The Florida private sector Whistleblower’s Act protects employees who object or refuse to participate in a violation of a law, rule or regulation by their employer. But an employee’s “reasonable belief” of a violation is insufficient – the employee must prove an actual violation to state a claim under the FWA, according to a recent decision by Florida’s Second District Court of Appeal, Kearns v. Farmer Acquisition Co., Case No. 2d12-6388 (February 11, 2015).
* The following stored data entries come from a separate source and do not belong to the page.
#[test]
fn assigned_locals_skip_nested_definitions() {
    let body = vec![
        assign_name("a", int(1)),
        assign(tuple(vec![name("b"), name("c")]), tuple(vec![int(1), int(2)])),
        ann_assign("declared", ty("int"), None),
        ann_assign("given", ty("int"), Some(int(1))),
        if_(
            boolean(true),
            vec![aug_assign(name("d"), BinaryOperator::Add, int(1))],
            vec![],
        ),
        for_(name("e"), list(vec![]), vec![assign_name("f", int(0))]),
        function("g", vec![], None, vec![assign_name("hidden", int(0))]),
    ];
    let mut locals: Vec<String> = assigned_locals(&body).into_iter().collect();
    locals.sort();
    assert_eq!(locals, vec!["a", "b", "c", "d", "e", "f", "g", "given"]);
}

#[test]
fn statements_after_an_exit_are_flagged() {
    let module = module(vec![returns_int(
        "early",
        vec![],
        vec![ret(int(1)), expr_stmt(call_named("print", vec![int(2)]))],
    )]);
    let (result, diagnostics) = analyze(&module);
    assert!(result.is_ok(), "warnings must not fail the analysis");
    assert_eq!(diagnostics.messages(), vec!["unreachable code"]);
    assert_eq!(diagnostics.entries()[0].level, DiagnosticLevel::Warning);
}
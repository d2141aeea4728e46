use serde::{Deserialize, Serialize};
use thiserror::Error;

#[derive(Debug, Error)]
pub enum AstError {
    #[error("malformed AST at line {line}, column {column}: {source}")]
    Malformed {
        line: usize,
        column: usize,
        #[source]
        source: serde_json::Error,
    },
}

#[derive(Debug, Clone, Copy, PartialEq, Eq, Hash, Serialize, Deserialize)]
pub struct SourceSpan {
    pub line: usize,
    pub column: usize,
    pub end_line: usize,
    pub end_column: usize,
}

impl SourceSpan {
    pub fn new(line: usize, column: usize, end_line: usize, end_column: usize) -> Self {
        Self {
            line,
            column,
            end_line,
            end_column,
        }
    }
}

impl Default for SourceSpan {
    fn default() -> Self {
        Self {
            line: 0,
            column: 0,
            end_line: 0,
            end_column: 0,
        }
    }
}

/// Parser-assigned identity of an expression node. Analysis results are keyed
/// by it rather than stored on the node.
#[derive(Debug, Clone, Copy, PartialEq, Eq, Hash, PartialOrd, Ord, Serialize, Deserialize)]
pub struct NodeId(pub u32);

#[derive(Debug, Clone, Default, Serialize, Deserialize)]
pub struct Module {
    pub body: Vec<Statement>,
}

impl Module {
    pub fn new(body: Vec<Statement>) -> Self {
        Self { body }
    }

    /// Load a module serialized by the external parser.
    pub fn from_json(text: &str) -> Result<Self, AstError> {
        serde_json::from_str(text).map_err(|source| AstError::Malformed {
            line: source.line(),
            column: source.column(),
            source,
        })
    }

    pub fn functions(&self) -> impl Iterator<Item = &FunctionDef> {
        self.body.iter().filter_map(|statement| match &statement.kind {
            StatementKind::FunctionDef(def) => Some(def),
            _ => None,
        })
    }

    pub fn classes(&self) -> impl Iterator<Item = &ClassDef> {
        self.body.iter().filter_map(|statement| match &statement.kind {
            StatementKind::ClassDef(def) => Some(def),
            _ => None,
        })
    }
}

#[derive(Debug, Clone, Serialize, Deserialize)]
pub struct Statement {
    pub span: SourceSpan,
    pub kind: StatementKind,
}

#[derive(Debug, Clone, Serialize, Deserialize)]
#[serde(rename_all = "snake_case")]
pub enum StatementKind {
    FunctionDef(FunctionDef),
    ClassDef(ClassDef),
    Return(Option<Expression>),
    Assign(AssignStatement),
    AnnAssign(AnnAssignStatement),
    AugAssign(AugAssignStatement),
    If(IfStatement),
    While(WhileStatement),
    For(ForStatement),
    Expression(Expression),
    Raise(Option<Expression>),
    Pass,
    Break,
    Continue,
}

#[derive(Debug, Clone, Serialize, Deserialize)]
pub struct FunctionDef {
    pub name: String,
    pub name_span: SourceSpan,
    pub parameters: Vec<Parameter>,
    pub returns: Option<TypeAnnotation>,
    pub body: Vec<Statement>,
}

#[derive(Debug, Clone, Copy, PartialEq, Eq, Default, Serialize, Deserialize)]
#[serde(rename_all = "snake_case")]
pub enum ParameterKind {
    #[default]
    Normal,
    PositionalOnly,
    KeywordOnly,
    VarArgs,
    KwArgs,
}

#[derive(Debug, Clone, Serialize, Deserialize)]
pub struct Parameter {
    pub name: String,
    pub span: SourceSpan,
    #[serde(default)]
    pub kind: ParameterKind,
    pub annotation: Option<TypeAnnotation>,
    pub default: Option<Expression>,
}

#[derive(Debug, Clone, Serialize, Deserialize)]
pub struct ClassDef {
    pub name: String,
    pub name_span: SourceSpan,
    pub bases: Vec<String>,
    pub body: Vec<Statement>,
}

impl ClassDef {
    pub fn methods(&self) -> impl Iterator<Item = &FunctionDef> {
        self.body.iter().filter_map(|statement| match &statement.kind {
            StatementKind::FunctionDef(def) => Some(def),
            _ => None,
        })
    }
}

/// Surface type annotation, e.g. `int`, `list[int]`, `Optional[str]`, `int | None`.
#[derive(Debug, Clone, PartialEq, Serialize, Deserialize)]
#[serde(rename_all = "snake_case")]
pub enum TypeAnnotation {
    Name(String),
    Generic {
        base: String,
        arguments: Vec<TypeAnnotation>,
    },
    Or(Vec<TypeAnnotation>),
}

#[derive(Debug, Clone, Serialize, Deserialize)]
pub struct AssignStatement {
    pub target: Expression,
    pub value: Expression,
}

#[derive(Debug, Clone, Serialize, Deserialize)]
pub struct AnnAssignStatement {
    pub target: String,
    pub annotation: TypeAnnotation,
    pub value: Option<Expression>,
}

#[derive(Debug, Clone, Serialize, Deserialize)]
pub struct AugAssignStatement {
    pub target: Expression,
    pub operator: BinaryOperator,
    pub value: Expression,
}

#[derive(Debug, Clone, Serialize, Deserialize)]
pub struct IfStatement {
    pub test: Expression,
    pub body: Vec<Statement>,
    pub orelse: Vec<Statement>,
}

#[derive(Debug, Clone, Serialize, Deserialize)]
pub struct WhileStatement {
    pub test: Expression,
    pub body: Vec<Statement>,
}

#[derive(Debug, Clone, Serialize, Deserialize)]
pub struct ForStatement {
    pub target: Expression,
    pub iter: Expression,
    pub body: Vec<Statement>,
}

#[derive(Debug, Clone, Copy, PartialEq, Eq, Serialize, Deserialize)]
#[serde(rename_all = "snake_case")]
pub enum UnaryOperator {
    Negative,
    Positive,
    Invert,
    Not,
}

#[derive(Debug, Clone, Copy, PartialEq, Eq, Serialize, Deserialize)]
#[serde(rename_all = "snake_case")]
pub enum BinaryOperator {
    Add,
    Subtract,
    Multiply,
    Divide,
    FloorDivide,
    Modulo,
    Power,
    BitAnd,
    BitOr,
    BitXor,
    ShiftLeft,
    ShiftRight,
    Equal,
    NotEqual,
    Less,
    LessEqual,
    Greater,
    GreaterEqual,
    Is,
    IsNot,
    In,
    NotIn,
    And,
    Or,
}

impl BinaryOperator {
    pub fn symbol(self) -> &'static str {
        match self {
            BinaryOperator::Add => "+",
            BinaryOperator::Subtract => "-",
            BinaryOperator::Multiply => "*",
            BinaryOperator::Divide => "/",
            BinaryOperator::FloorDivide => "//",
            BinaryOperator::Modulo => "%",
            BinaryOperator::Power => "**",
            BinaryOperator::BitAnd => "&",
            BinaryOperator::BitOr => "|",
            BinaryOperator::BitXor => "^",
            BinaryOperator::ShiftLeft => "<<",
            BinaryOperator::ShiftRight => ">>",
            BinaryOperator::Equal => "==",
            BinaryOperator::NotEqual => "!=",
            BinaryOperator::Less => "<",
            BinaryOperator::LessEqual => "<=",
            BinaryOperator::Greater => ">",
            BinaryOperator::GreaterEqual => ">=",
            BinaryOperator::Is => "is",
            BinaryOperator::IsNot => "is not",
            BinaryOperator::In => "in",
            BinaryOperator::NotIn => "not in",
            BinaryOperator::And => "and",
            BinaryOperator::Or => "or",
        }
    }

    /// Short tag used in canonical keys.
    pub fn key_tag(self) -> &'static str {
        match self {
            BinaryOperator::Add => "add",
            BinaryOperator::Subtract => "sub",
            BinaryOperator::Multiply => "mul",
            BinaryOperator::Divide => "div",
            BinaryOperator::FloorDivide => "floordiv",
            BinaryOperator::Modulo => "mod",
            BinaryOperator::Power => "pow",
            BinaryOperator::BitAnd => "band",
            BinaryOperator::BitOr => "bor",
            BinaryOperator::BitXor => "bxor",
            BinaryOperator::ShiftLeft => "shl",
            BinaryOperator::ShiftRight => "shr",
            BinaryOperator::Equal => "eq",
            BinaryOperator::NotEqual => "ne",
            BinaryOperator::Less => "lt",
            BinaryOperator::LessEqual => "le",
            BinaryOperator::Greater => "gt",
            BinaryOperator::GreaterEqual => "ge",
            BinaryOperator::Is => "is",
            BinaryOperator::IsNot => "isnot",
            BinaryOperator::In => "in",
            BinaryOperator::NotIn => "notin",
            BinaryOperator::And => "and",
            BinaryOperator::Or => "or",
        }
    }
}

#[derive(Debug, Clone, Serialize, Deserialize)]
pub struct Expression {
    pub id: NodeId,
    pub span: SourceSpan,
    pub kind: ExpressionKind,
}

impl Expression {
    pub fn new(id: NodeId, span: SourceSpan, kind: ExpressionKind) -> Self {
        Self { id, span, kind }
    }

    pub fn as_name(&self) -> Option<&str> {
        match &self.kind {
            ExpressionKind::Name(name) => Some(name),
            _ => None,
        }
    }
}

#[derive(Debug, Clone, Serialize, Deserialize)]
#[serde(rename_all = "snake_case")]
pub enum ExpressionKind {
    Int(i64),
    Bool(bool),
    Float(f64),
    Str(String),
    Bytes(Vec<u8>),
    NoneLiteral,
    Name(String),
    Attribute(AttributeExpression),
    Tuple(Vec<Expression>),
    List(Vec<Expression>),
    Set(Vec<Expression>),
    Dict(Vec<DictEntry>),
    Object(Vec<Expression>),
    Unary(UnaryExpression),
    Binary(BinaryExpression),
    Call(CallExpression),
    Subscript(SubscriptExpression),
    Slice(SliceExpression),
    Conditional(ConditionalExpression),
    ListComp(Comprehension),
    SetComp(Comprehension),
    GeneratorExp(Comprehension),
    DictComp(DictComprehension),
    Await(Box<Expression>),
    Yield(Option<Box<Expression>>),
}

#[derive(Debug, Clone, Serialize, Deserialize)]
pub struct AttributeExpression {
    pub value: Box<Expression>,
    pub attr: String,
}

/// A `key: value` entry, or a `**mapping` unpack when `key` is absent.
#[derive(Debug, Clone, Serialize, Deserialize)]
pub struct DictEntry {
    pub key: Option<Expression>,
    pub value: Expression,
}

#[derive(Debug, Clone, Serialize, Deserialize)]
pub struct UnaryExpression {
    pub operator: UnaryOperator,
    pub operand: Box<Expression>,
}

#[derive(Debug, Clone, Serialize, Deserialize)]
pub struct BinaryExpression {
    pub operator: BinaryOperator,
    pub left: Box<Expression>,
    pub right: Box<Expression>,
}

#[derive(Debug, Clone, Serialize, Deserialize)]
pub struct CallExpression {
    pub callee: Box<Expression>,
    pub arguments: Vec<Expression>,
    pub keywords: Vec<KeywordArgument>,
}

/// `name=value`, or a `**mapping` unpack when `name` is absent.
#[derive(Debug, Clone, Serialize, Deserialize)]
pub struct KeywordArgument {
    pub name: Option<String>,
    pub value: Expression,
}

#[derive(Debug, Clone, Serialize, Deserialize)]
pub struct SubscriptExpression {
    pub value: Box<Expression>,
    pub index: Box<Expression>,
}

#[derive(Debug, Clone, Serialize, Deserialize)]
pub struct SliceExpression {
    pub lower: Option<Box<Expression>>,
    pub upper: Option<Box<Expression>>,
    pub step: Option<Box<Expression>>,
}

#[derive(Debug, Clone, Serialize, Deserialize)]
pub struct ConditionalExpression {
    pub test: Box<Expression>,
    pub body: Box<Expression>,
    pub orelse: Box<Expression>,
}

#[derive(Debug, Clone, Serialize, Deserialize)]
pub struct ComprehensionClause {
    pub target: Expression,
    pub iter: Expression,
    pub ifs: Vec<Expression>,
}

#[derive(Debug, Clone, Serialize, Deserialize)]
pub struct Comprehension {
    pub element: Box<Expression>,
    pub clauses: Vec<ComprehensionClause>,
}

#[derive(Debug, Clone, Serialize, Deserialize)]
pub struct DictComprehension {
    pub key: Box<Expression>,
    pub value: Box<Expression>,
    pub clauses: Vec<ComprehensionClause>,
}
In reaching this holding, the court acknowledged a split of authority on this issue: Numerous federal trial courts have held that proof of an actual violation is required, while at least two federal courts as well as Florida’s Fourth District Court of Appeal have held that an employee’s reasonable belief is sufficient. In Kearns, the Second DCA was persuaded by the reasoning of the decision in White v. Purdue Pharma, Inc., 369 F. Supp. 2d 1335,1336 (M.D. Fla. 2005), in which the court stated that requiring a plaintiff to prove an actual violation promoted the FWA’s policies “while adequately protecting the legitimate interests of private employers.” The White court explained:
Allowing for the expanded reading of the statute Plaintiff proposes would place an onerous burden on the employer to anticipate all of its conduct that an employee may reasonably believe is proscribed by a law, rule or regulation. Even if the employer knows the conduct is perfectly legitimate, it would be left with the Hobson’s choice of terminating the employee and defending suit against the employee’s reasonable belief or allow[ing] the employee to refuse to meet the requirements of the job with no consequence. In apparent recognition of this dilemma the legislature declined to include in the relevant section of the Act this protection for employees.
The Second DCA in Kearns therefore concluded that “Kearns must prove that he objected to an actual violation of law or that he refused to participate in activity that would have been an actual violation of law.”
Despite this favorable holding for employers, the Second DCA went on to reverse the trial court’s decision in favor of the employer. The court ruled that Kearns, a former employee of the defendant’s automobile dealership, had sufficiently alleged that his employer violated a Florida statute by making false statements about its vehicles to assist purchasers in obtaining credit to purchase the vehicles. The Second DCA therefore ordered a new trial.
As we reported in 2013 when Aery was decided, the conflict among the courts on the proper legal standard under the FWA ultimately will have to be resolved by the Florida Supreme Court, or by an amendment to the FWA. For now, the legal standard that applies will be determined by the court in which the parties find themselves.